From first line to last, the records below are to be duplicated exactly.

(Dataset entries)
══════════
//! Configuration file loader with position-aware error reporting.
//!
//! Loads TOML configuration from a specific path or the default XDG location.
//! When the default location has no file, returns `Config::default()`.

use std::fs;
use std::path::Path;

use crate::config::error::ConfigError;
use crate::config::schema::Config;
use crate::config::xdg;

/// Stateless configuration loader.
pub struct ConfigLoader;

impl ConfigLoader {
    /// Loads `path` when given, the default location otherwise.
    pub fn load(path: Option<&Path>) -> Result<Config, ConfigError> {
        match path {
            Some(path) => Self::load_from_path(path),
            None => Self::load_default(),
        }
    }

    /// Load configuration from a specific path.
    ///
    /// Returns `ConfigError::NotFound` if the file does not exist, or
    /// `ConfigError::ReadError` for other I/O failures.
    pub fn load_from_path(path: &Path) -> Result<Config, ConfigError> {
        let content = fs::read_to_string(path).map_err(|e| {
            if e.kind() == std::io::ErrorKind::NotFound {
                ConfigError::NotFound {
                    path: path.to_path_buf(),
                }
            } else {
                ConfigError::ReadError {
                    path: path.to_path_buf(),
                    source: e,
                }
            }
        })?;
        let config = Self::parse_toml(&content, path)?;
        config.validate()?;
        tracing::debug!("Loaded configuration from {}", path.display());
        Ok(config)
    }

    /// Load configuration from the default XDG location.
    ///
    /// If no file exists at the default path, returns `Config::default()`
    /// instead of an error.
    pub fn load_default() -> Result<Config, ConfigError> {
        let path = xdg::config_path();
        if path.exists() {
            Self::load_from_path(&path)
        } else {
            tracing::debug!("No config file at {:?}, using defaults", path);
            Ok(Config::default())
        }
    }

    /// Parse a TOML string into `Config` with position-aware error reporting.
    fn parse_toml(content: &str, path: &Path) -> Result<Config, ConfigError> {
        toml::from_str(content).map_err(|e| {
            let (line, column) = e
                .span()
                .map(|span| {
                    let line = content[..span.start].matches('\n').count() + 1;
                    let last_newline = content[..span.start]
                        .rfind('\n')
                        .map(|p| p + 1)
                        .unwrap_or(0);
                    let column = span.start - last_newline + 1;
                    (line, column)
                })
                .unwrap_or((0, 0));
            ConfigError::ParseError {
                path: path.to_path_buf(),
                line,
                column,
                message: e.message().to_string(),
            }
        })
    }
}
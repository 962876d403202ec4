//! TUI module for boardtop.
//!
//! The controller owns an ordered set of pages and one screen. Each loop
//! iteration reads a key, dispatches it, and runs the size-guarded draw pass
//! that paints header, active page and footer menu.

pub mod app;
pub mod event;
pub mod page;
pub mod ui;
pub mod views;

#[cfg(test)]
pub(crate) mod test_utils;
══════════
> EXERCISE SOLUTION:
//! Configuration file loader with position-aware error reporting.
//!
//! Loads TOML configuration from a specific path or the default XDG location.
//! When the default location has no file, returns `Config::default()`.

use std::fs;
use std::path::Path;

use crate::config::error::ConfigError;
use crate::config::schema::Config;
use crate::config::xdg;

/// Stateless configuration loader.
pub struct ConfigLoader;

impl ConfigLoader {
    /// Loads `path` when given, the default location otherwise.
    pub fn load(path: Option<&Path>) -> Result<Config, ConfigError> {
        match path {
            Some(path) => Self::load_from_path(path),
            None => Self::load_default(),
        }
    }

    /// Load configuration from a specific path.
    ///
    /// Returns `ConfigError::NotFound` if the file does not exist, or
    /// `ConfigError::ReadError` for other I/O failures.
    pub fn load_from_path(path: &Path) -> Result<Config, ConfigError> {
        let content = fs::read_to_string(path).map_err(|e| {
            if e.kind() == std::io::ErrorKind::NotFound {
                ConfigError::NotFound {
                    path: path.to_path_buf(),
                }
            } else {
                ConfigError::ReadError {
                    path: path.to_path_buf(),
                    source: e,
                }
            }
        })?;
        let config = Self::parse_toml(&content, path)?;
        config.validate()?;
        tracing::debug!("Loaded configuration from {}", path.display());
        Ok(config)
    }

    /// Load configuration from the default XDG location.
    ///
    /// If no file exists at the default path, returns `Config::default()`
    /// instead of an error.
    pub fn load_default() -> Result<Config, ConfigError> {
        let path = xdg::config_path();
        if path.exists() {
            Self::load_from_path(&path)
        } else {
            tracing::debug!("No config file at {:?}, using defaults", path);
            Ok(Config::default())
        }
    }

    /// Parse a TOML string into `Config` with position-aware error reporting.
    fn parse_toml(content: &str, path: &Path) -> Result<Config, ConfigError> {
        toml::from_str(content).map_err(|e| {
            let (line, column) = e
                .span()
                .map(|span| {
                    let line = content[..span.start].matches('\n').count() + 1;
                    let last_newline = content[..span.start]
                        .rfind('\n')
                        .map(|p| p + 1)
                        .unwrap_or(0);
                    let column = span.start - last_newline + 1;
                    (line, column)
                })
                .unwrap_or((0, 0));
            ConfigError::ParseError {
                path: path.to_path_buf(),
                line,
                column,
                message: e.message().to_string(),
            }
        })
    }
}
repository 962876d403202ec4
//! TUI module for boardtop.
//!
//! The controller owns an ordered set of pages and one screen. Each loop
//! iteration reads a key, dispatches it, and runs the size-guarded draw pass
//! that paints header, active page and footer menu.

pub mod app;
pub mod event;
pub mod page;
pub mod ui;
pub mod views;

#[cfg(test)]
pub(crate) mod test_utils;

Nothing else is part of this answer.